▶ [ASSIGNED TASK] Copy all the lines below without altering anything.
BEGIN RECORD SET
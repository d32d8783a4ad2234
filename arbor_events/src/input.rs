// Copyright 2025 the Arbor Authors
// SPDX-License-Identifier: Apache-2.0 OR MIT

//! Raw input vocabulary and the shortcut table.

use crate::event::Intent;

bitflags::bitflags! {
    /// Keyboard modifiers held during an input event.
    #[derive(Clone, Copy, Debug, Default, PartialEq, Eq, Hash)]
    pub struct Modifiers: u8 {
        /// Shift key.
        const SHIFT = 0b0001;
        /// Control key.
        const CTRL  = 0b0010;
        /// Alt / Option key.
        const ALT   = 0b0100;
        /// Meta / Command / Windows key.
        const META  = 0b1000;
    }
}

impl Modifiers {
    /// Whether the platform command modifier (Ctrl or Meta) is held.
    pub fn command(self) -> bool {
        self.intersects(Self::CTRL | Self::META)
    }
}

/// Pointer button that changed state.
#[derive(Clone, Copy, Debug, PartialEq, Eq, Hash)]
pub enum PointerButton {
    /// Left / primary button.
    Primary,
    /// Right / secondary button.
    Secondary,
    /// Middle / wheel button.
    Auxiliary,
}

/// Intent bound to a key chord, if any.
///
/// `key` is a key name as reported by the platform: `"Delete"`,
/// `"Backspace"`, or a single character. Letters match either case.
///
/// | chord | intent |
/// |---|---|
/// | Delete, Backspace | [`Intent::DeleteSelection`] |
/// | Ctrl/Meta + Z | [`Intent::Undo`] |
/// | Ctrl + Y, Ctrl/Meta + Shift + Z | [`Intent::Redo`] |
/// | Ctrl/Meta + A | [`Intent::SelectAll`] |
pub fn chord_intent(key: &str, modifiers: Modifiers) -> Option<Intent> {
    match key {
        "Delete" | "Backspace" => return Some(Intent::DeleteSelection),
        _ => {}
    }
    let mut chars = key.chars();
    let (Some(c), None) = (chars.next(), chars.next()) else {
        return None;
    };
    let shift = modifiers.contains(Modifiers::SHIFT);
    match c.to_ascii_lowercase() {
        'z' if modifiers.command() && shift => Some(Intent::Redo),
        'z' if modifiers.command() => Some(Intent::Undo),
        'y' if modifiers.contains(Modifiers::CTRL) => Some(Intent::Redo),
        'a' if modifiers.command() => Some(Intent::SelectAll),
        _ => None,
    }
}

#[cfg(test)]
mod tests {
    use super::*;

    #[test]
    fn chord_table() {
        let none = Modifiers::empty();
        assert_eq!(chord_intent("Delete", none), Some(Intent::DeleteSelection));
        assert_eq!(chord_intent("Backspace", none), Some(Intent::DeleteSelection));
        assert_eq!(chord_intent("z", Modifiers::CTRL), Some(Intent::Undo));
        assert_eq!(chord_intent("z", Modifiers::META), Some(Intent::Undo));
        assert_eq!(chord_intent("y", Modifiers::CTRL), Some(Intent::Redo));
        assert_eq!(chord_intent("y", Modifiers::META), None);
        assert_eq!(
            chord_intent("Z", Modifiers::META | Modifiers::SHIFT),
            Some(Intent::Redo)
        );
        assert_eq!(chord_intent("a", Modifiers::CTRL), Some(Intent::SelectAll));
        assert_eq!(chord_intent("a", none), None);
        assert_eq!(chord_intent("z", none), None);
        assert_eq!(chord_intent("Enter", Modifiers::CTRL), None);
    }
}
END RECORD SET
▶ [COMPLETED EXERCISE]
repository d32d8783a4ad2234
filename arbor_events/src/input.rs
// Copyright 2025 the Arbor Authors
// SPDX-License-Identifier: Apache-2.0 OR MIT

//! Raw input vocabulary and the shortcut table.

use crate::event::Intent;

bitflags::bitflags! {
    /// Keyboard modifiers held during an input event.
    #[derive(Clone, Copy, Debug, Default, PartialEq, Eq, Hash)]
    pub struct Modifiers: u8 {
        /// Shift key.
        const SHIFT = 0b0001;
        /// Control key.
        const CTRL  = 0b0010;
        /// Alt / Option key.
        const ALT   = 0b0100;
        /// Meta / Command / Windows key.
        const META  = 0b1000;
    }
}

impl Modifiers {
    /// Whether the platform command modifier (Ctrl or Meta) is held.
    pub fn command(self) -> bool {
        self.intersects(Self::CTRL | Self::META)
    }
}

/// Pointer button that changed state.
#[derive(Clone, Copy, Debug, PartialEq, Eq, Hash)]
pub enum PointerButton {
    /// Left / primary button.
    Primary,
    /// Right / secondary button.
    Secondary,
    /// Middle / wheel button.
    Auxiliary,
}

/// Intent bound to a key chord, if any.
///
/// `key` is a key name as reported by the platform: `"Delete"`,
/// `"Backspace"`, or a single character. Letters match either case.
///
/// | chord | intent |
/// |---|---|
/// | Delete, Backspace | [`Intent::DeleteSelection`] |
/// | Ctrl/Meta + Z | [`Intent::Undo`] |
/// | Ctrl + Y, Ctrl/Meta + Shift + Z | [`Intent::Redo`] |
/// | Ctrl/Meta + A | [`Intent::SelectAll`] |
pub fn chord_intent(key: &str, modifiers: Modifiers) -> Option<Intent> {
    match key {
        "Delete" | "Backspace" => return Some(Intent::DeleteSelection),
        _ => {}
    }
    let mut chars = key.chars();
    let (Some(c), None) = (chars.next(), chars.next()) else {
        return None;
    };
    let shift = modifiers.contains(Modifiers::SHIFT);
    match c.to_ascii_lowercase() {
        'z' if modifiers.command() && shift => Some(Intent::Redo),
        'z' if modifiers.command() => Some(Intent::Undo),
        'y' if modifiers.contains(Modifiers::CTRL) => Some(Intent::Redo),
        'a' if modifiers.command() => Some(Intent::SelectAll),
        _ => None,
    }
}

#[cfg(test)]
mod tests {
    use super::*;

    #[test]
    fn chord_table() {
        let none = Modifiers::empty();
        assert_eq!(chord_intent("Delete", none), Some(Intent::DeleteSelection));
        assert_eq!(chord_intent("Backspace", none), Some(Intent::DeleteSelection));
        assert_eq!(chord_intent("z", Modifiers::CTRL), Some(Intent::Undo));
        assert_eq!(chord_intent("z", Modifiers::META), Some(Intent::Undo));
        assert_eq!(chord_intent("y", Modifiers::CTRL), Some(Intent::Redo));
        assert_eq!(chord_intent("y", Modifiers::META), None);
        assert_eq!(
            chord_intent("Z", Modifiers::META | Modifiers::SHIFT),
            Some(Intent::Redo)
        );
        assert_eq!(chord_intent("a", Modifiers::CTRL), Some(Intent::SelectAll));
        assert_eq!(chord_intent("a", none), None);
        assert_eq!(chord_intent("z", none), None);
        assert_eq!(chord_intent("Enter", Modifiers::CTRL), None);
    }
}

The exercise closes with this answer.